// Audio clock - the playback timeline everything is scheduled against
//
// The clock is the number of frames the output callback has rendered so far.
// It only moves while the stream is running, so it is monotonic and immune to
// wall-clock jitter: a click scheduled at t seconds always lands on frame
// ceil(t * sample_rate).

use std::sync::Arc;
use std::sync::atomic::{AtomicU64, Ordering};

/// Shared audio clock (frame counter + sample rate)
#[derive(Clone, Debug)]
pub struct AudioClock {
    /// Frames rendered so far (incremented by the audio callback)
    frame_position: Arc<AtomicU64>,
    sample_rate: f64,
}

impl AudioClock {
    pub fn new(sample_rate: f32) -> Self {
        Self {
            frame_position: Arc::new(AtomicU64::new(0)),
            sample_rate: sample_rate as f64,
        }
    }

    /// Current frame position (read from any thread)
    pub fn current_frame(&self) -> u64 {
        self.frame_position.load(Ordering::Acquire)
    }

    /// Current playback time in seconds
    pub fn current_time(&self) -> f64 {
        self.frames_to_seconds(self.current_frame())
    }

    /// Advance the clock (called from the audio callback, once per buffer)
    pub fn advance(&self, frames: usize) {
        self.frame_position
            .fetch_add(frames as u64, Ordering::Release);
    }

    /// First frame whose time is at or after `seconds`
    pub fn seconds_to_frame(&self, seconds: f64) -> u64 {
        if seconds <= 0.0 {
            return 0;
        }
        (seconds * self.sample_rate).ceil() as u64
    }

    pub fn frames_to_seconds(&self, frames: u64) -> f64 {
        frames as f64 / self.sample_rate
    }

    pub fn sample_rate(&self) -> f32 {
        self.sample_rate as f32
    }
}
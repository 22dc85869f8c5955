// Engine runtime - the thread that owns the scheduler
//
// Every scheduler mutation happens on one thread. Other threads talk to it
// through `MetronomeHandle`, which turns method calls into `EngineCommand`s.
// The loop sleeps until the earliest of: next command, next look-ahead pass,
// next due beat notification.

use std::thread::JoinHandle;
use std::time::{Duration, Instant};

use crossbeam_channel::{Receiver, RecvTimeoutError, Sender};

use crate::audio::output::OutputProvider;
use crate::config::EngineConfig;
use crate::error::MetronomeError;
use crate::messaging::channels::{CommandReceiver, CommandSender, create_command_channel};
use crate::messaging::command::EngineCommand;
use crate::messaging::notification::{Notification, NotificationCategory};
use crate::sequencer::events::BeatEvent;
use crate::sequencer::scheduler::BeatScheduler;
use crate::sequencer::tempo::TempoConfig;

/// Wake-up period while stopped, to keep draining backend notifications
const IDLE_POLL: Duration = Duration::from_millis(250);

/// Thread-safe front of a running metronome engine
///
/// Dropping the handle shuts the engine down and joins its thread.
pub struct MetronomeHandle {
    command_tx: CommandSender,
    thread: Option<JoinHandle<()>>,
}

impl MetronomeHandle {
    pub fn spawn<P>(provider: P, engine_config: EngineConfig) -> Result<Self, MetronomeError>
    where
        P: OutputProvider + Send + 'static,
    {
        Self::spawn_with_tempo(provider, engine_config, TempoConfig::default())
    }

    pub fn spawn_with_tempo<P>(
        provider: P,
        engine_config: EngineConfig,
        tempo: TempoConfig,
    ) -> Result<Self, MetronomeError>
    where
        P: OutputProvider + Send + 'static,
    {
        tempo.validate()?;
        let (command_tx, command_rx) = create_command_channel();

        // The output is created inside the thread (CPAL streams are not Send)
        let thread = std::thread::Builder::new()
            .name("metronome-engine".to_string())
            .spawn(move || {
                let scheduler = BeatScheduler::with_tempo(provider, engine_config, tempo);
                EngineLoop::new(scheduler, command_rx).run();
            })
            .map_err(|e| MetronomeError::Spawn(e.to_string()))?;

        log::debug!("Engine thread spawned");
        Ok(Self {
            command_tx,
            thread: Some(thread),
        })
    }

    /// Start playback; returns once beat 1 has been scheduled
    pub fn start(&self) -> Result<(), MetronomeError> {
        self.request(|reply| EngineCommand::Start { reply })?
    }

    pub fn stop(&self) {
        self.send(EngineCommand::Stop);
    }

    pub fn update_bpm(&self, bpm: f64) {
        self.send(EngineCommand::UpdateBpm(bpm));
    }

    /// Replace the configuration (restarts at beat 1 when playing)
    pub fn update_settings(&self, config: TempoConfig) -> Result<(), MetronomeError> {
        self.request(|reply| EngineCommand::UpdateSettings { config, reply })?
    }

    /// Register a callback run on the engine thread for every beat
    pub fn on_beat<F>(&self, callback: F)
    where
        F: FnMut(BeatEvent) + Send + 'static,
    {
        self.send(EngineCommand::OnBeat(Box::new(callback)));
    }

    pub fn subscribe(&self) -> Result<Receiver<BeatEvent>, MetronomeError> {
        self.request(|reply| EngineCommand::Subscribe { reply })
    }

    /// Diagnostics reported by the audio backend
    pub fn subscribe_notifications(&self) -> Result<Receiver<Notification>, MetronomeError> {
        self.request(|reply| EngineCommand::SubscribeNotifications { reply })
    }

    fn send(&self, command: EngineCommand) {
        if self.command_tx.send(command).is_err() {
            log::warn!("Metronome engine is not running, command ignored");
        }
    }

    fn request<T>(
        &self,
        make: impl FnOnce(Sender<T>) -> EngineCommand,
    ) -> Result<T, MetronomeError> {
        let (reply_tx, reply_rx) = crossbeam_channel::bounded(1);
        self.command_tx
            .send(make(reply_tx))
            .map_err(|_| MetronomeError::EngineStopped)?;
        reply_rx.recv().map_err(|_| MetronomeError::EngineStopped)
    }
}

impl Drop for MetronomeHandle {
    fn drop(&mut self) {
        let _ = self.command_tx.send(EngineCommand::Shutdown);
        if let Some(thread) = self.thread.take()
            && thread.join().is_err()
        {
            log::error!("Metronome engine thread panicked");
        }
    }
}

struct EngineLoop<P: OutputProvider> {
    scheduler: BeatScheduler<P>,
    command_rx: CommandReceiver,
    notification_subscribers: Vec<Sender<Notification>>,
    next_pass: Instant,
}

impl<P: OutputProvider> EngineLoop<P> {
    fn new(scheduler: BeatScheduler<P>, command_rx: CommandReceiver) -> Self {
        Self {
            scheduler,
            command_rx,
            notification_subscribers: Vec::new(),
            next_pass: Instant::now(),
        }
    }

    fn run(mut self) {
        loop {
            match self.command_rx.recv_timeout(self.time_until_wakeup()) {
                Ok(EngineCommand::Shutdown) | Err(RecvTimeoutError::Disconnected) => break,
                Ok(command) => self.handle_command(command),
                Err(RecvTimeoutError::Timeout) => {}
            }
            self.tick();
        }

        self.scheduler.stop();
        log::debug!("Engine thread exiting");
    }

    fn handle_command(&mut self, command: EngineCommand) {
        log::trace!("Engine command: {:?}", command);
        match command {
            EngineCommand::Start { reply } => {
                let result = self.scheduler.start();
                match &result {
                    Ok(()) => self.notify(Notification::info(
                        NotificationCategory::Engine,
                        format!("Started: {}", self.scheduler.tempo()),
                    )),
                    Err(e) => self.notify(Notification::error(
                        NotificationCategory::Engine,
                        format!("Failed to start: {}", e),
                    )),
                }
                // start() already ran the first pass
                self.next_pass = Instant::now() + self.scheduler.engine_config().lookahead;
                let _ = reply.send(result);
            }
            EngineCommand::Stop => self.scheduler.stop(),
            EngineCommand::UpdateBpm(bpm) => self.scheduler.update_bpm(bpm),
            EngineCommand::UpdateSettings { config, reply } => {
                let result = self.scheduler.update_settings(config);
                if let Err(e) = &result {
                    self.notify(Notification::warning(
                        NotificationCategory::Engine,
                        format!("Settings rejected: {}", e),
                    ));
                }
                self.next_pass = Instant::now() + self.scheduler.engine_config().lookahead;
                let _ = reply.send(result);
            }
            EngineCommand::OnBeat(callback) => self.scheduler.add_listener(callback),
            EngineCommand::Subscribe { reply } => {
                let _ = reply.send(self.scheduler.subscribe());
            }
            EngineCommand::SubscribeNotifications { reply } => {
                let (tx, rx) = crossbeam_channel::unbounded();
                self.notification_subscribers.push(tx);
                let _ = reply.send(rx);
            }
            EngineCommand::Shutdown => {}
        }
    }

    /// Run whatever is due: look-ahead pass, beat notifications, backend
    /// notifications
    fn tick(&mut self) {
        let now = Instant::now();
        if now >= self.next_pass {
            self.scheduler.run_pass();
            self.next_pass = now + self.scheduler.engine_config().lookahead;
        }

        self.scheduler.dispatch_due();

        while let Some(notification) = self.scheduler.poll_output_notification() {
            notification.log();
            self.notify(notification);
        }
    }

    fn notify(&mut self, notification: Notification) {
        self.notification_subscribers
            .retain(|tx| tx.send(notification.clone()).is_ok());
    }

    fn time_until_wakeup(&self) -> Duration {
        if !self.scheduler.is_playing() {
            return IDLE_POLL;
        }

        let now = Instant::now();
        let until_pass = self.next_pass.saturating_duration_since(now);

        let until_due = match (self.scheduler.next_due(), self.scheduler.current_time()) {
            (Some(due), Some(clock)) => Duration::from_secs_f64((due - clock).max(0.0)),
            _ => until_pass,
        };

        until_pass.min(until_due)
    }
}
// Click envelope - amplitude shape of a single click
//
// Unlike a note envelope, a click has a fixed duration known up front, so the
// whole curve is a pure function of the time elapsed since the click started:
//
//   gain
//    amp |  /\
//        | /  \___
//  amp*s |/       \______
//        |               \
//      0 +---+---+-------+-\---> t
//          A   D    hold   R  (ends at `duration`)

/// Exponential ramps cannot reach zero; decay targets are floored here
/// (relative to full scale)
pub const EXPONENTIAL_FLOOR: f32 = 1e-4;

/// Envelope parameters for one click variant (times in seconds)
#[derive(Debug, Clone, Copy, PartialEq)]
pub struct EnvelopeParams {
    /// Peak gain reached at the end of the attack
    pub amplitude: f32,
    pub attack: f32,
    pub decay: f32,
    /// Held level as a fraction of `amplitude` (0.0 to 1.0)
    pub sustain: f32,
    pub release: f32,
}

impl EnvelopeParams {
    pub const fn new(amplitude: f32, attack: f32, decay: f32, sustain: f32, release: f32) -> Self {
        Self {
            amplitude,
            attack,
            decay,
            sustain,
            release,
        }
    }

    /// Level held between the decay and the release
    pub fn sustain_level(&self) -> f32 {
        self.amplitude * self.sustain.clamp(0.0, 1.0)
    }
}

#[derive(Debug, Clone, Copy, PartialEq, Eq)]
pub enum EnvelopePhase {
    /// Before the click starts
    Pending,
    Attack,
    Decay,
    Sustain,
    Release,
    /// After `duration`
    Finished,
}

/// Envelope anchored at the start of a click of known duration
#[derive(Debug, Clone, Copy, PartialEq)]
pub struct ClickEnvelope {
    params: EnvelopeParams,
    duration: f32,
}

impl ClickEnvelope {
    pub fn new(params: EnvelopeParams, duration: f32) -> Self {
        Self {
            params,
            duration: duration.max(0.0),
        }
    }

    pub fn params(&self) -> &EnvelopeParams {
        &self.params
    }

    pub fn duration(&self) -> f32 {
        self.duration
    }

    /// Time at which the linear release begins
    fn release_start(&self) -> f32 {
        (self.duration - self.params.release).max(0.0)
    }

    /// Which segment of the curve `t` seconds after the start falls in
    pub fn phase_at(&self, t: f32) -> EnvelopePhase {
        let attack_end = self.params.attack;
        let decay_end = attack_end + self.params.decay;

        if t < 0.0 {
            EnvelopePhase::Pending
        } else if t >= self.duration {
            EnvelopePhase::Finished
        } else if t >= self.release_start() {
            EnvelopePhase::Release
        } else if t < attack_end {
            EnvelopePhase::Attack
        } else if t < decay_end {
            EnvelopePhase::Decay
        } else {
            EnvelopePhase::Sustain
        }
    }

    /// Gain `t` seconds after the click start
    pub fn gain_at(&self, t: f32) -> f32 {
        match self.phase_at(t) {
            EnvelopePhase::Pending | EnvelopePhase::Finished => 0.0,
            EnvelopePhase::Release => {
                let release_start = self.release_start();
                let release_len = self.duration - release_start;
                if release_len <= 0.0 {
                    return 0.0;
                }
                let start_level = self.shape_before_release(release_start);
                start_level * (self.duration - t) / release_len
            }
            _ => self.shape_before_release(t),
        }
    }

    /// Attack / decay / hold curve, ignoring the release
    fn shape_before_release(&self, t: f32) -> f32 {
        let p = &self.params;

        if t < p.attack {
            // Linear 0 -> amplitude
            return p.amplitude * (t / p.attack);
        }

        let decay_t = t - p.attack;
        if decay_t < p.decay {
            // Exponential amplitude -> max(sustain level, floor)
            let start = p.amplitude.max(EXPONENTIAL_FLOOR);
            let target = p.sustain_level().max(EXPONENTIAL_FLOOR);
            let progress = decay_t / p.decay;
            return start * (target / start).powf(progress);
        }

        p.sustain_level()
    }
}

:::::

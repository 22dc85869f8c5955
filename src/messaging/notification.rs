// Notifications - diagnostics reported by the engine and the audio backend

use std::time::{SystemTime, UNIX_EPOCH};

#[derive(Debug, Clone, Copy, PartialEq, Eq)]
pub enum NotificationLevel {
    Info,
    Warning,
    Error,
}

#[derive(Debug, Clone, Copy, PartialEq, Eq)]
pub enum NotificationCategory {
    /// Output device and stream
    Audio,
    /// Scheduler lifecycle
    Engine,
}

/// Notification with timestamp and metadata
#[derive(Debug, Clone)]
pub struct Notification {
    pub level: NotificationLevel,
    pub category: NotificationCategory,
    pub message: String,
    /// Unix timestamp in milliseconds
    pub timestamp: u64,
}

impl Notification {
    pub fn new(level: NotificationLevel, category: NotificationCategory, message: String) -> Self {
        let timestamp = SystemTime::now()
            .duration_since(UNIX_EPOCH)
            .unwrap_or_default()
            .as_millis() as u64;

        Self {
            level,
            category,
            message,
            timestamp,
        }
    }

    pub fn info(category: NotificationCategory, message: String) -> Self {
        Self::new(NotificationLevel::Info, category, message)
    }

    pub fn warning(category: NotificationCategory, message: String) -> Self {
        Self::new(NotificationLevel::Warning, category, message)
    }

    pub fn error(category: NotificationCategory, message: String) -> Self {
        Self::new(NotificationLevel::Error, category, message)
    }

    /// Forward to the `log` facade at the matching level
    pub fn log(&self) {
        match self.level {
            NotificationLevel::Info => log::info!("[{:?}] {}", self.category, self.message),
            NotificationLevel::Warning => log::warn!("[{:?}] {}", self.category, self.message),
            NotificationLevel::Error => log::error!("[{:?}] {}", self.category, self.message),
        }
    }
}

:::::

### Your assignment
Extract from the records above the lines from the one containing "let start_level = self.shape_before_release(release_start);" to the one containing "let decay_t = t - p.attack;", both lines included, exactly as they appear and with nothing else.

### Output below
                let start_level = self.shape_before_release(release_start);
                start_level * (self.duration - t) / release_len
            }
            _ => self.shape_before_release(t),
        }
    }

    /// Attack / decay / hold curve, ignoring the release
    fn shape_before_release(&self, t: f32) -> f32 {
        let p = &self.params;

        if t < p.attack {
            // Linear 0 -> amplitude
            return p.amplitude * (t / p.attack);
        }

        let decay_t = t - p.attack;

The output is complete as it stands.